So one of the things that interests me so much about how a lot of people are understanding AI these days and specifically large language model AIs like ChatGPT and Gemini and Perplexity and things like this is that they’re using it as kind of like a search engine, like a really, really, really fancy search engine. In other words, a way to find out information, to ask a question, get an answer, figure out how to do something. And this tool that we built, that you have built, has the capability of allowing people at this university to ask questions about benefits and other programs and things that are available to them as a staff member, faculty member, student or retiree. It could be like medical benefits or things like that. There was a lot of thought that had to go into figuring out how exactly to take all of this content that already existed on these websites that explain in great detail: Well, here are the benefits that you get, and here’s how to exercise those benefits. And, well, if you’re a faculty member, you get this, but if you’re a staff member, you get this, and if you’re a retiree, you get that, but if you’re a student, you get this other thing. When we think about content in terms of search, there’s this idea of search optimization, but now that we’re thinking about a world where we’re retrieving information and interacting with it in an AI or large language model (LLM) context, we’re now thinking about optimizing content for AI. How is it different?

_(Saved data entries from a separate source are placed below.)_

/// Rebuilds `tree` at its own anchor, copying every child through
/// `copier`. Semantic slots (symbols, flags, literal values) are shared
/// and a unit's end-position table is dropped.
pub fn copy_children<P, C: TreeCopier<P> + ?Sized>(copier: &mut C, tree: &Tree, p: &P) -> Tree {
    let kind = match &tree.kind {
        TreeKind::TopLevel(node) => TreeKind::TopLevel(TopLevel {
            defs: copier.copy_list(&node.defs, p),
            source_file: node.source_file.clone(),
            end_positions: None,
            line_map: node.line_map.clone(),
        }),
        TreeKind::PackageDecl(node) => TreeKind::PackageDecl(PackageDecl {
            annotations: copier.copy_list(&node.annotations, p),
            pid: copier.copy_box(&node.pid, p),
            sym: node.sym.clone(),
        }),
        TreeKind::Import(node) => TreeKind::Import(Import {
            qualid: copier.copy_box(&node.qualid, p),
            static_import: node.static_import,
        }),
        TreeKind::ClassDecl(node) => TreeKind::ClassDecl(ClassDecl {
            mods: copier.copy_box(&node.mods, p),
            name: node.name.clone(),
            typarams: copier.copy_list(&node.typarams, p),
            extending: copier.copy_box_opt(node.extending.as_deref(), p),
            implementing: copier.copy_list(&node.implementing, p),
            permitting: copier.copy_list(&node.permitting, p),
            defs: copier.copy_list(&node.defs, p),
            sym: node.sym.clone(),
        }),
        TreeKind::MethodDecl(node) => TreeKind::MethodDecl(MethodDecl {
            mods: copier.copy_box(&node.mods, p),
            name: node.name.clone(),
            restype: copier.copy_box_opt(node.restype.as_deref(), p),
            typarams: copier.copy_list(&node.typarams, p),
            recvparam: copier.copy_box_opt(node.recvparam.as_deref(), p),
            params: copier.copy_list(&node.params, p),
            thrown: copier.copy_list(&node.thrown, p),
            body: copier.copy_box_opt(node.body.as_deref(), p),
            default_value: copier.copy_box_opt(node.default_value.as_deref(), p),
            sym: node.sym.clone(),
        }),
        TreeKind::VariableDecl(node) => TreeKind::VariableDecl(VariableDecl {
            mods: copier.copy_box(&node.mods, p),
            name: node.name.clone(),
            nameexpr: copier.copy_box_opt(node.nameexpr.as_deref(), p),
            vartype: copier.copy_box_opt(node.vartype.as_deref(), p),
            init: copier.copy_box_opt(node.init.as_deref(), p),
            start_pos: node.start_pos,
            declared_using_var: node.declared_using_var,
            sym: node.sym.clone(),
        }),
        TreeKind::Skip(_) => TreeKind::Skip(Skip {}),
        TreeKind::Block(node) => TreeKind::Block(Block {
            flags: node.flags,
            stats: copier.copy_list(&node.stats, p),
            endpos: node.endpos,
        }),
        TreeKind::DoWhileLoop(node) => TreeKind::DoWhileLoop(DoWhileLoop {
            body: copier.copy_box(&node.body, p),
            cond: copier.copy_box(&node.cond, p),
        }),
        TreeKind::WhileLoop(node) => TreeKind::WhileLoop(WhileLoop {
            cond: copier.copy_box(&node.cond, p),
            body: copier.copy_box(&node.body, p),
        }),
        TreeKind::ForLoop(node) => TreeKind::ForLoop(ForLoop {
            init: copier.copy_list(&node.init, p),
            cond: copier.copy_box_opt(node.cond.as_deref(), p),
            step: copier.copy_list(&node.step, p),
            body: copier.copy_box(&node.body, p),
        }),
        TreeKind::EnhancedForLoop(node) => TreeKind::EnhancedForLoop(EnhancedForLoop {
            var: copier.copy_box(&node.var, p),
            expr: copier.copy_box(&node.expr, p),
            body: copier.copy_box(&node.body, p),
        }),
        TreeKind::LabeledStatement(node) => TreeKind::LabeledStatement(LabeledStatement {
            label: node.label.clone(),
            body: copier.copy_box(&node.body, p),
        }),
        TreeKind::Switch(node) => TreeKind::Switch(Switch {
            selector: copier.copy_box(&node.selector, p),
            cases: copier.copy_list(&node.cases, p),
            endpos: node.endpos,
            has_total_pattern: node.has_total_pattern,
            pattern_switch: node.pattern_switch,
        }),
        TreeKind::Case(node) => TreeKind::Case(Case {
            kind: node.kind,
            labels: copier.copy_list(&node.labels, p),
            stats: copier.copy_list(&node.stats, p),
            completes_normally: node.completes_normally,
        }),
        TreeKind::SwitchExpression(node) => TreeKind::SwitchExpression(SwitchExpression {
            selector: copier.copy_box(&node.selector, p),
            cases: copier.copy_list(&node.cases, p),
            endpos: node.endpos,
            has_total_pattern: node.has_total_pattern,
            pattern_switch: node.pattern_switch,
            poly_kind: node.poly_kind,
        }),
        TreeKind::Synchronized(node) => TreeKind::Synchronized(Synchronized {
            lock: copier.copy_box(&node.lock, p),
            body: copier.copy_box(&node.body, p),
        }),
        TreeKind::Try(node) => TreeKind::Try(Try {
            resources: copier.copy_list(&node.resources, p),
            body: copier.copy_box(&node.body, p),
            catchers: copier.copy_list(&node.catchers, p),
            finalizer: copier.copy_box_opt(node.finalizer.as_deref(), p),
            finally_can_complete_normally: node.finally_can_complete_normally,
        }),
        TreeKind::Catch(node) => TreeKind::Catch(Catch {
            param: copier.copy_box(&node.param, p),
            body: copier.copy_box(&node.body, p),
        }),
        TreeKind::Conditional(node) => TreeKind::Conditional(Conditional {
            cond: copier.copy_box(&node.cond, p),
            truepart: copier.copy_box(&node.truepart, p),
            falsepart: copier.copy_box(&node.falsepart, p),
            poly_kind: node.poly_kind,
        }),
        TreeKind::If(node) => TreeKind::If(If {
            cond: copier.copy_box(&node.cond, p),
            thenpart: copier.copy_box(&node.thenpart, p),
            elsepart: copier.copy_box_opt(node.elsepart.as_deref(), p),
        }),
        TreeKind::ExpressionStatement(node) => TreeKind::ExpressionStatement(ExpressionStatement {
            expr: copier.copy_box(&node.expr, p),
        }),
        TreeKind::Break(node) => TreeKind::Break(Break {
            label: node.label.clone(),
        }),
        TreeKind::Yield(node) => TreeKind::Yield(Yield {
            value: copier.copy_box(&node.value, p),
        }),
        TreeKind::Continue(node) => TreeKind::Continue(Continue {
            label: node.label.clone(),
        }),
        TreeKind::Return(node) => TreeKind::Return(Return {
            expr: copier.copy_box_opt(node.expr.as_deref(), p),
        }),
        TreeKind::Throw(node) => TreeKind::Throw(Throw {
            expr: copier.copy_box(&node.expr, p),
        }),
        TreeKind::Assert(node) => TreeKind::Assert(Assert {
            cond: copier.copy_box(&node.cond, p),
            detail: copier.copy_box_opt(node.detail.as_deref(), p),
        }),
        TreeKind::MethodInvocation(node) => TreeKind::MethodInvocation(MethodInvocation {
            typeargs: copier.copy_list(&node.typeargs, p),
            meth: copier.copy_box(&node.meth, p),
            args: copier.copy_list(&node.args, p),
            varargs_element: node.varargs_element.clone(),
            poly_kind: node.poly_kind,
        }),
        TreeKind::NewClass(node) => TreeKind::NewClass(NewClass {
            encl: copier.copy_box_opt(node.encl.as_deref(), p),
            typeargs: copier.copy_list(&node.typeargs, p),
            clazz: copier.copy_box(&node.clazz, p),
            args: copier.copy_list(&node.args, p),
            def: copier.copy_box_opt(node.def.as_deref(), p),
            constructor: node.constructor.clone(),
            varargs_element: node.varargs_element.clone(),
            poly_kind: node.poly_kind,
        }),
        TreeKind::NewArray(node) => {
            let dim_annotations = node
                .dim_annotations
                .iter()
                .map(|annotations| copier.copy_list(annotations, p))
                .collect();
            let elems = node.elems.as_ref().map(|elems| copier.copy_list(elems, p));
            TreeKind::NewArray(NewArray {
                elemtype: copier.copy_box_opt(node.elemtype.as_deref(), p),
                dims: copier.copy_list(&node.dims, p),
                annotations: copier.copy_list(&node.annotations, p),
                dim_annotations,
                elems,
            })
        }
        TreeKind::Lambda(node) => TreeKind::Lambda(Lambda {
            params: copier.copy_list(&node.params, p),
            body: copier.copy_box(&node.body, p),
            param_kind: node.param_kind,
            can_complete_normally: node.can_complete_normally,
            target: node.target.clone(),
        }),
        TreeKind::Parens(node) => TreeKind::Parens(Parens {
            expr: copier.copy_box(&node.expr, p),
        }),
        TreeKind::Assign(node) => TreeKind::Assign(Assign {
            lhs: copier.copy_box(&node.lhs, p),
            rhs: copier.copy_box(&node.rhs, p),
        }),
        TreeKind::AssignOp(node) => TreeKind::AssignOp(AssignOp {
            opcode: node.opcode,
            lhs: copier.copy_box(&node.lhs, p),
            rhs: copier.copy_box(&node.rhs, p),
            operator: node.operator.clone(),
        }),
        TreeKind::Unary(node) => TreeKind::Unary(Unary {
            opcode: node.opcode,
            arg: copier.copy_box(&node.arg, p),
            operator: node.operator.clone(),
        }),
        TreeKind::Binary(node) => TreeKind::Binary(Binary {
            opcode: node.opcode,
            lhs: copier.copy_box(&node.lhs, p),
            rhs: copier.copy_box(&node.rhs, p),
            operator: node.operator.clone(),
        }),
        TreeKind::TypeCast(node) => TreeKind::TypeCast(TypeCast {
            clazz: copier.copy_box(&node.clazz, p),
            expr: copier.copy_box(&node.expr, p),
        }),
        TreeKind::InstanceOf(node) => TreeKind::InstanceOf(InstanceOf {
            expr: copier.copy_box(&node.expr, p),
            pattern: copier.copy_box(&node.pattern, p),
        }),
        TreeKind::BindingPattern(node) => TreeKind::BindingPattern(BindingPattern {
            var: copier.copy_box(&node.var, p),
        }),
        TreeKind::DefaultCaseLabel(_) => TreeKind::DefaultCaseLabel(DefaultCaseLabel {}),
        TreeKind::ParenthesizedPattern(node) => {
            TreeKind::ParenthesizedPattern(ParenthesizedPattern {
                pattern: copier.copy_box(&node.pattern, p),
            })
        }
        TreeKind::GuardPattern(node) => TreeKind::GuardPattern(GuardPattern {
            patt: copier.copy_box(&node.patt, p),
            expr: copier.copy_box(&node.expr, p),
        }),
        TreeKind::ArrayAccess(node) => TreeKind::ArrayAccess(ArrayAccess {
            indexed: copier.copy_box(&node.indexed, p),
            index: copier.copy_box(&node.index, p),
        }),
        TreeKind::FieldAccess(node) => TreeKind::FieldAccess(FieldAccess {
            selected: copier.copy_box(&node.selected, p),
            name: node.name.clone(),
            sym: node.sym.clone(),
        }),
        TreeKind::MemberReference(node) => TreeKind::MemberReference(MemberReference {
            mode: node.mode,
            name: node.name.clone(),
            expr: copier.copy_box(&node.expr, p),
            typeargs: copier.copy_list(&node.typeargs, p),
            sym: node.sym.clone(),
            target: node.target.clone(),
        }),
        TreeKind::Ident(node) => TreeKind::Ident(Ident {
            name: node.name.clone(),
            sym: node.sym.clone(),
        }),
        TreeKind::Literal(node) => TreeKind::Literal(Literal {
            typetag: node.typetag,
            value: node.value.clone(),
        }),
        TreeKind::PrimitiveType(node) => TreeKind::PrimitiveType(PrimitiveType {
            typetag: node.typetag,
        }),
        TreeKind::ArrayType(node) => TreeKind::ArrayType(ArrayType {
            elemtype: copier.copy_box(&node.elemtype, p),
        }),
        TreeKind::TypeApply(node) => TreeKind::TypeApply(TypeApply {
            clazz: copier.copy_box(&node.clazz, p),
            arguments: copier.copy_list(&node.arguments, p),
        }),
        TreeKind::TypeUnion(node) => TreeKind::TypeUnion(TypeUnion {
            alternatives: copier.copy_list(&node.alternatives, p),
        }),
        TreeKind::TypeIntersection(node) => TreeKind::TypeIntersection(TypeIntersection {
            bounds: copier.copy_list(&node.bounds, p),
        }),
        TreeKind::TypeParameter(node) => TreeKind::TypeParameter(TypeParameter {
            name: node.name.clone(),
            bounds: copier.copy_list(&node.bounds, p),
            annotations: copier.copy_list(&node.annotations, p),
        }),
        TreeKind::Wildcard(node) => TreeKind::Wildcard(Wildcard {
            kind: copier.copy_box(&node.kind, p),
            inner: copier.copy_box_opt(node.inner.as_deref(), p),
        }),
        TreeKind::TypeBoundKind(node) => TreeKind::TypeBoundKind(TypeBoundKind { kind: node.kind }),
        TreeKind::Annotation(node) => TreeKind::Annotation(Annotation {
            annotation_type: copier.copy_box(&node.annotation_type, p),
            args: copier.copy_list(&node.args, p),
            is_type_annotation: node.is_type_annotation,
        }),
        TreeKind::Modifiers(node) => TreeKind::Modifiers(Modifiers {
            flags: node.flags,
            annotations: copier.copy_list(&node.annotations, p),
        }),
        TreeKind::AnnotatedType(node) => TreeKind::AnnotatedType(AnnotatedType {
            annotations: copier.copy_list(&node.annotations, p),
            underlying_type: copier.copy_box(&node.underlying_type, p),
        }),
        TreeKind::Erroneous(node) => TreeKind::Erroneous(Erroneous {
            errs: copier.copy_list(&node.errs, p),
            text: node.text.clone(),
            message: node.message.clone(),
        }),
        TreeKind::ModuleDecl(node) => TreeKind::ModuleDecl(ModuleDecl {
            mods: copier.copy_box(&node.mods, p),
            kind: node.kind,
            qual_id: copier.copy_box(&node.qual_id, p),
            directives: copier.copy_list(&node.directives, p),
            sym: node.sym.clone(),
        }),
        TreeKind::Exports(node) => TreeKind::Exports(Exports {
            qualid: copier.copy_box(&node.qualid, p),
            module_names: copier.copy_list(&node.module_names, p),
        }),
        TreeKind::Opens(node) => TreeKind::Opens(Opens {
            qualid: copier.copy_box(&node.qualid, p),
            module_names: copier.copy_list(&node.module_names, p),
        }),
        TreeKind::Provides(node) => TreeKind::Provides(Provides {
            service_name: copier.copy_box(&node.service_name, p),
            impl_names: copier.copy_list(&node.impl_names, p),
        }),
        TreeKind::Requires(node) => TreeKind::Requires(Requires {
            is_transitive: node.is_transitive,
            is_static_phase: node.is_static_phase,
            module_name: copier.copy_box(&node.module_name, p),
        }),
        TreeKind::Uses(node) => TreeKind::Uses(Uses {
            qualid: copier.copy_box(&node.qualid, p),
        }),
        TreeKind::LetExpr(node) => TreeKind::LetExpr(LetExpr {
            defs: copier.copy_list(&node.defs, p),
            expr: copier.copy_box(&node.expr, p),
            needs_cond: node.needs_cond,
        }),
    };
    copier.builder().at(tree.pos).node(kind)
}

How is optimizing content for search and optimizing content for AI different?

Sebastianna Skalisky:

The thing that’s really cool is what we’ve found so far is that all of the best practices for search engine optimization, web accessibility, and user experience all feed into optimizing information retrieval by these LLMs and AI search for better terms. You know— LLMs rely heavily on context, as do humans that are on your site searching for information. So, while a typical user experience might be: I go to my university’s site, I’m trying to find out what’s for lunch or what the rules are around a particular policy, and you ask your question. You might get a whole list of results, but you have to click on them one at a time. Or maybe you have them all open in tabs and you’re going back and forth and it’s sort of arduous and the burden is really on the user, the AI will kind of retrieve the information a lot like a search engine would. It’s looking for that context. So if you’re using keywords and headings and metadata properly, that in turn helps the AI do its job. Only, instead of just pulling up that one source, you pull up an entire conversation so that you might have your answer and it’s aggregated from three sources that are presented to you in the form of citations. So it’s providing that layer of proof of: Here’s where I found those answers for you, but I’m going to summarize it in this particular way and try to basically save you some cognitive load of going to all of those open tabs and trying to figure out which parts apply to you. And you have lots of ways of approaching how you bring things together. But the better your content, the better the experiences in these chat environments and in these AI LLM environments.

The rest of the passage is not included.